Beat the Bots! Make your resume ATS-friendly
Updated: Mar 11
As I’ve written about before, technology has made the job search process both so much easier and so much harder for candidates. When you can apply for a job at the click of a button, thousands of people do it – spreading their risk, but making it harder for you – the actual, qualified candidate – to get an interview.
Technology has made it easier to look for a job, but harder to actually find one.
When I work with clients, I am often shocked by the number of them who have never heard of an Applicant Tracking System (ATS). Why should you care about what an ATS is? Because 98% of Fortune 500 companies are using them in their recruitment process. You might say, “That’s ok, Renee. I’m looking for jobs at SME’s or start-ups.” Think again! 66% of large companies and 35% of SME’s are using ATS as the technology improves and becomes more cost effective. So, there is no escaping it!
But why are ATS such a big deal? Because 75% of qualified résumés are rejected by the ATS because they can’t be read. This could be YOU!
If you are still writing your résumé thinking that it will be reviewed by someone that looks like this, then think again.
You need to write your résumé for someone that looks like this:
Scary? Intimidating? It doesn’t have to be. Read on for tips on how you can beat the ATS and make sure your résumé rises to the top.
How do Applicant Tracking Systems work? Applicant Tracking Systems are a form of automated recruiting software that uses algorithms to read, parse and classify your résumé into a format that is easy for the internal recruiter or manager to review. This means that if your résumé isn’t in the appropriate format, it could be rejected by the ATS. The recruiter then inputs keyword searches into the ATS that align to the top skills from the job description. The ATS then automatically ranks the top candidates according to how well their résumé matches up to the job description. For example, if a job posting received 100 applications, the recruiter will only review the top 10 that the ATS deemed a good match. The remaining 90 will be rejected with no one having looked at them except an algorithm.
Beat the ATS There are a few simply ways you can write your résumé to make sure it gets past the ATS bots. Make sure you have a clean layout with common headings (like education, experience, etc) and a consistent format. Don’t include any photos or graphics on your résumé as some ATS cannot process these and it may lead to your résumé being rejected. Using tables or columns is also a no-no. Many ATS will jumble your content if your résumé contains tables or columns, leading to lost job opportunities. Using headers or footers can also cause problems. Please don’t put your contact details in your header! This is a surefire way to ensure your perfect résumé gets lost in the ATS.
Although they may look stylish and easy, don’t be tempted to purchase an online résumé template. They look great, but they wreak havoc when trying to apply for roles via an ATS. Remember to use just one standard font style (such as Times New Roman, Calibri and Arial) throughout your résumé. Clients often ask me if they should submit their résumé as a PDF or as a word document. Generally speaking, PDF documents are always best because they retain your formatting and ensure no one can make any changes to the document after you’ve sent it out. However, some ATS systems are better at picking out keywords in Word documents, so pay attention to what format the company’s website is specifically requesting.

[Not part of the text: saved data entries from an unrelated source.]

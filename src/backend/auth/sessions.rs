/**
 * Session Management and JWT Tokens
 *
 * This module handles JWT creation and validation for user sessions, and the
 * `jwt` cookie that carries the token between browser and server.
 *
 * # Token Transport
 *
 * A token is accepted from, in order:
 * 1. the `jwt` cookie (set on signup and login)
 * 2. an `Authorization: Bearer <token>` header
 *
 * The realtime endpoint additionally accepts `?token=` because EventSource
 * cannot set headers.
 */
use axum::http::{
    header::{AUTHORIZATION, COOKIE},
    HeaderMap,
};
use jsonwebtoken::{decode, encode, get_current_timestamp, DecodingKey, EncodingKey, Header, Validation};
use serde::{Deserialize, Serialize};

/// Name of the session cookie
pub const SESSION_COOKIE: &str = "jwt";

const SECONDS_PER_DAY: u64 = 24 * 60 * 60;

/// Longest accepted token lifetime (ten years)
pub const MAX_TOKEN_TTL_DAYS: u64 = 3650;

/// Settings shared by every auth code path
#[derive(Debug, Clone)]
pub struct AuthSettings {
    /// HS256 signing secret
    pub jwt_secret: String,
    /// Token and cookie lifetime in days
    pub token_ttl_days: u64,
    /// Add `Secure` to the session cookie
    pub cookie_secure: bool,
    /// bcrypt work factor
    pub bcrypt_cost: u32,
}

impl AuthSettings {
    pub fn token_ttl_secs(&self) -> u64 {
        self.token_ttl_days.saturating_mul(SECONDS_PER_DAY)
    }
}

/// JWT claims structure
#[derive(Debug, Clone, Serialize, Deserialize, PartialEq, Eq)]
pub struct Claims {
    /// User ID
    pub sub: String,
    /// Username at the time of issue
    pub username: String,
    /// Issued at time (Unix timestamp)
    pub iat: u64,
    /// Expiration time (Unix timestamp)
    pub exp: u64,
}

/// Create a JWT token for a user
pub fn create_token(
    settings: &AuthSettings,
    user_id: &str,
    username: &str,
) -> Result<String, jsonwebtoken::errors::Error> {
    let now = get_current_timestamp();
    let claims = Claims {
        sub: user_id.to_string(),
        username: username.to_string(),
        iat: now,
        exp: now.saturating_add(settings.token_ttl_secs()),
    };

    let key = EncodingKey::from_secret(settings.jwt_secret.as_bytes());
    encode(&Header::default(), &claims, &key)
}

/// Verify and decode a JWT token
pub fn verify_token(settings: &AuthSettings, token: &str) -> Result<Claims, jsonwebtoken::errors::Error> {
    let key = DecodingKey::from_secret(settings.jwt_secret.as_bytes());
    let token_data = decode::<Claims>(token, &key, &Validation::default())?;
    Ok(token_data.claims)
}

/// `Set-Cookie` value that stores `token` in the session cookie
pub fn session_cookie(settings: &AuthSettings, token: &str) -> String {
    build_cookie(settings, token, settings.token_ttl_secs())
}

/// `Set-Cookie` value that clears the session cookie
pub fn clear_session_cookie(settings: &AuthSettings) -> String {
    build_cookie(settings, "", 0)
}

fn build_cookie(settings: &AuthSettings, value: &str, max_age: u64) -> String {
    let mut cookie = format!(
        "{}={}; HttpOnly; SameSite=Strict; Path=/; Max-Age={}",
        SESSION_COOKIE, value, max_age
    );
    if settings.cookie_secure {
        cookie.push_str("; Secure");
    }
    cookie
}

/// Find a session token in the request headers
///
/// Cookie first, then bearer header. Empty values count as absent.
pub fn token_from_headers(headers: &HeaderMap) -> Option<String> {
    cookie_token(headers).or_else(|| bearer_token(headers))
}

fn cookie_token(headers: &HeaderMap) -> Option<String> {
    headers
        .get_all(COOKIE)
        .iter()
        .filter_map(|value| value.to_str().ok())
        .flat_map(|value| value.split(';'))
        .filter_map(|pair| pair.trim().split_once('='))
        .find(|(name, value)| *name == SESSION_COOKIE && !value.is_empty())
        .map(|(_, value)| value.to_string())
}

fn bearer_token(headers: &HeaderMap) -> Option<String> {
    headers
        .get(AUTHORIZATION)
        .and_then(|value| value.to_str().ok())
        .and_then(|value| value.strip_prefix("Bearer "))
        .map(str::trim)
        .filter(|token| !token.is_empty())
        .map(str::to_string)
}
/**
 * duetchat Server Entry Point
 *
 * Loads configuration, initializes tracing and serves the Axum app.
 */

#[cfg(feature = "ssr")]
#[tokio::main]
async fn main() -> Result<(), Box<dyn std::error::Error>> {
    // Load environment variables from .env file if present
    dotenv::dotenv().ok();

    let env_filter = std::env::var("RUST_LOG").unwrap_or_else(|_| "info".to_string());
    tracing_subscriber::fmt()
        .with_env_filter(tracing_subscriber::EnvFilter::new(&env_filter))
        .init();

    tracing::info!("[Startup] Server initialization started");

    let config = duetchat::backend::server::ServerConfig::load()?;
    let addr = config.socket_addr()?;

    let app = duetchat::backend::server::create_app(&config).await?;

    let listener = tokio::net::TcpListener::bind(addr).await?;
    tracing::info!("[Startup] Listening on http://{}", addr);
    axum::serve(listener, app).await?;

    Ok(())
}

#[cfg(not(feature = "ssr"))]
fn main() {
    eprintln!("Server requires the 'ssr' feature to be enabled.");
    eprintln!("Run with: cargo run --bin duetchat-server --features ssr");
    std::process::exit(1);
}
/**
 * Profile Handlers
 *
 * - `PUT /api/auth/update-profile` - change avatar, bio or gender
 * - `DELETE /api/auth/delete-profile` - remove the account and its messages
 *
 * Both run behind the route guard.
 */
use axum::{
    extract::State,
    http::header::SET_COOKIE,
    response::{IntoResponse, Json},
};

use crate::backend::auth::handlers::types::{
    check_max_len, MessageResponse, PasswordConfirmation, UpdateProfileRequest, MAX_BIO_LEN,
};
use crate::backend::auth::password::verify_password;
use crate::backend::auth::sessions::clear_session_cookie;
use crate::backend::auth::users::{delete_user_and_messages, update_profile as save_profile, ProfileUpdate};
use crate::backend::error::BackendError;
use crate::backend::middleware::AuthUser;
use crate::backend::server::state::AppState;
use crate::shared::{Gender, UserProfile};

pub const INCORRECT_PASSWORD: &str = "Incorrect password";

/// Update profile handler
///
/// Fields are validated before the avatar is uploaded, so a bad gender or
/// bio never costs an upload.
///
/// # Errors
///
/// * `400 Bad Request` - invalid gender, bio too long, or nothing to update
/// * `404 Not Found` - the account vanished mid-request
/// * `502`/`503` - avatar upload failed or uploads are not configured
pub async fn update_profile(
    State(app_state): State<AppState>,
    AuthUser(auth): AuthUser,
    Json(request): Json<UpdateProfileRequest>,
) -> Result<Json<UserProfile>, BackendError> {
    let mut update = ProfileUpdate::default();

    if let Some(bio) = request.bio {
        check_max_len("bio", "Bio", &bio, MAX_BIO_LEN)?;
        update.bio = Some(bio);
    }
    if let Some(gender) = request.gender {
        update.gender = Some(Gender::parse(&gender)?);
    }
    if let Some(picture) = request.profile_pic.filter(|p| !p.is_empty()) {
        update.profile_pic = Some(app_state.media.upload(&picture).await?);
    }

    if update.is_empty() {
        return Err(BackendError::bad_request("No valid fields to update"));
    }

    let user = save_profile(&app_state.db_pool, auth.id(), &update)
        .await?
        .ok_or_else(|| BackendError::not_found("User not found"))?;

    tracing::info!("[Auth] Updated profile of {}", user.id);
    Ok(Json(user.to_profile()))
}

/// Delete profile handler
///
/// Removes the account and every message it sent or received in one
/// transaction, drops it from the online set and clears the cookie.
pub async fn delete_profile(
    State(app_state): State<AppState>,
    AuthUser(auth): AuthUser,
    Json(request): Json<PasswordConfirmation>,
) -> Result<impl IntoResponse, BackendError> {
    if !verify_password(&request.password, &auth.user.password_hash)? {
        return Err(BackendError::bad_request(INCORRECT_PASSWORD));
    }

    let removed_messages = delete_user_and_messages(&app_state.db_pool, auth.id()).await?;
    app_state.presence.unregister_user(auth.id());

    tracing::info!(
        "[Auth] Deleted account {} and {} messages",
        auth.id(),
        removed_messages
    );

    Ok((
        [(SET_COOKIE, clear_session_cookie(&app_state.auth))],
        Json(MessageResponse::new("Account deleted successfully!")),
    ))
}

How to Get Found in the ATS To make sure your résumé gets into that top 10% that are actually reviewed by a human, maximize your own personal SEO. Your résumé should be keywork heavy – I usually recommend at least 6 keywords. Where do you find these keywords you may ask? From the job description of course! It’s also a good idea to try to incorporate the exact title of the position you are applying for. For example, if the position is for a “Marketing Executive” and your role at your previous company was “Marketing Guru,” you can revise the wording to align to the job description. Or, you can include the exact job title somewhere in the summary/introduction section of your résumé.

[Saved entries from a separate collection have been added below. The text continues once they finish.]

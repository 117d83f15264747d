//! Configuration loader with TOML parsing and environment variable overrides

use super::schema::BridgeConfig;
use super::secret::secret_string;
use crate::domain::errors::BridgeError;
use crate::domain::result::Result;
use regex::Regex;
use std::fs;
use std::path::Path;

/// Loads configuration from a TOML file
///
/// This function:
/// 1. Reads the TOML file
/// 2. Performs environment variable substitution (${VAR} syntax)
/// 3. Parses the TOML into BridgeConfig
/// 4. Applies environment variable overrides (DKBRIDGE_* prefix)
/// 5. Validates the configuration
///
/// # Errors
///
/// Returns an error if:
/// - File cannot be read
/// - TOML parsing fails
/// - Environment variable substitution fails
/// - Configuration validation fails
///
/// # Examples
///
/// ```no_run
/// use dkbridge::config::loader::load_config;
///
/// let config = load_config("dkbridge.toml").expect("Failed to load config");
/// ```
pub fn load_config(path: impl AsRef<Path>) -> Result<BridgeConfig> {
    let path = path.as_ref();

    if !path.exists() {
        return Err(BridgeError::Configuration(format!(
            "Configuration file not found: {}",
            path.display()
        )));
    }

    let contents = fs::read_to_string(path).map_err(|e| {
        BridgeError::Configuration(format!(
            "Failed to read configuration file {}: {}",
            path.display(),
            e
        ))
    })?;

    let contents = substitute_env_vars(&contents)?;

    let mut config: BridgeConfig = toml::from_str(&contents)
        .map_err(|e| BridgeError::Configuration(format!("Failed to parse TOML: {}", e)))?;

    apply_env_overrides(&mut config)?;

    config.validate().map_err(|e| {
        BridgeError::Configuration(format!("Configuration validation failed: {}", e))
    })?;

    Ok(config)
}

/// Substitutes environment variables in the format ${VAR_NAME}
///
/// Comment lines are copied through untouched.
///
/// # Errors
///
/// Returns an error listing every referenced variable that is not set
fn substitute_env_vars(input: &str) -> Result<String> {
    let re = Regex::new(r"\$\{([A-Z_][A-Z0-9_]*)\}")
        .map_err(|e| BridgeError::Configuration(format!("Invalid substitution pattern: {e}")))?;
    let mut result = String::new();
    let mut missing_vars: Vec<String> = Vec::new();

    for line in input.lines() {
        if line.trim_start().starts_with('#') {
            result.push_str(line);
            result.push('\n');
            continue;
        }

        let mut processed_line = line.to_string();
        for cap in re.captures_iter(line) {
            let var_name = &cap[1];
            match std::env::var(var_name) {
                Ok(value) => {
                    let placeholder = format!("${{{}}}", var_name);
                    processed_line = processed_line.replace(&placeholder, &value);
                }
                Err(_) => {
                    if !missing_vars.iter().any(|v| v == var_name) {
                        missing_vars.push(var_name.to_string());
                    }
                }
            }
        }
        result.push_str(&processed_line);
        result.push('\n');
    }

    if !missing_vars.is_empty() {
        return Err(BridgeError::Configuration(format!(
            "Missing required environment variables: {}",
            missing_vars.join(", ")
        )));
    }

    Ok(result)
}

/// Applies environment variable overrides using DKBRIDGE_* prefix
///
/// Environment variables follow the pattern: DKBRIDGE_<SECTION>_<KEY>
/// For example: DKBRIDGE_UNIFY_BASE_URL, DKBRIDGE_SOURCE_REPORT_NAME
fn apply_env_overrides(config: &mut BridgeConfig) -> Result<()> {
    // Application overrides
    if let Ok(val) = std::env::var("DKBRIDGE_APPLICATION_LOG_LEVEL") {
        config.application.log_level = val;
    }
    if let Ok(val) = std::env::var("DKBRIDGE_APPLICATION_DRY_RUN") {
        config.application.dry_run = val.parse().unwrap_or(false);
    }

    // Source overrides
    if let Ok(val) = std::env::var("DKBRIDGE_SOURCE_REPORT_NAME") {
        config.source.report_name = val;
    }
    if let Ok(val) = std::env::var("DKBRIDGE_SOURCE_BASE_URL") {
        config.source.base_url = Some(val);
    }
    if let Ok(val) = std::env::var("DKBRIDGE_SOURCE_DIRECTORY") {
        config.source.directory = Some(val);
    }
    if let Ok(val) = std::env::var("DKBRIDGE_SOURCE_USERNAME") {
        config.source.username = Some(val);
    }
    if let Ok(val) = std::env::var("DKBRIDGE_SOURCE_PASSWORD") {
        config.source.password = Some(secret_string(val));
    }

    // Unify overrides
    if let Ok(val) = std::env::var("DKBRIDGE_UNIFY_BASE_URL") {
        config.unify.base_url = val;
    }
    if let Ok(val) = std::env::var("DKBRIDGE_UNIFY_USERNAME") {
        config.unify.username = val;
    }
    if let Ok(val) = std::env::var("DKBRIDGE_UNIFY_PASSWORD") {
        config.unify.password = secret_string(val);
    }
    if let Ok(val) = std::env::var("DKBRIDGE_UNIFY_APP_NAME") {
        config.unify.app_name = val;
    }
    if let Ok(val) = std::env::var("DKBRIDGE_UNIFY_TIMEOUT_SECONDS") {
        if let Ok(timeout) = val.parse() {
            config.unify.timeout_seconds = timeout;
        }
    }

    // Mapping overrides
    if let Ok(val) = std::env::var("DKBRIDGE_MAPPING_MODEL_ID") {
        config.mapping.model_id = val;
    }
    if let Ok(val) = std::env::var("DKBRIDGE_MAPPING_CATALOG_PATH") {
        config.mapping.catalog_path = val;
    }

    // Logging overrides
    if let Ok(val) = std::env::var("DKBRIDGE_LOGGING_LOCAL_ENABLED") {
        config.logging.local_enabled = val.parse().unwrap_or(false);
    }
    if let Ok(val) = std::env::var("DKBRIDGE_LOGGING_LOCAL_PATH") {
        config.logging.local_path = val;
    }

    Ok(())
}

Be careful with acronyms. Some ATS have trouble understanding that an MBA and a Master of Business Administration are the same thing. Whenever you can, take the time to spell out any common acronyms on your résumé. You never know exactly which keyword search is being used by the ATS!
Lastly, clients often ask me if they really need to condense their entire career onto a one-page résumé. These days, the one-page rule no longer applies. My general guideline is that if you have less than five years of experience, your résumé should be no more than 1 page, but anything more than that can be two pages. However, I always try to restrict clients to no more than two pages. Remember that once your résumé maneuvers successfully through the ATS system, there is still a time-poor recruiter on the other end, spending about 6 seconds reviewing it.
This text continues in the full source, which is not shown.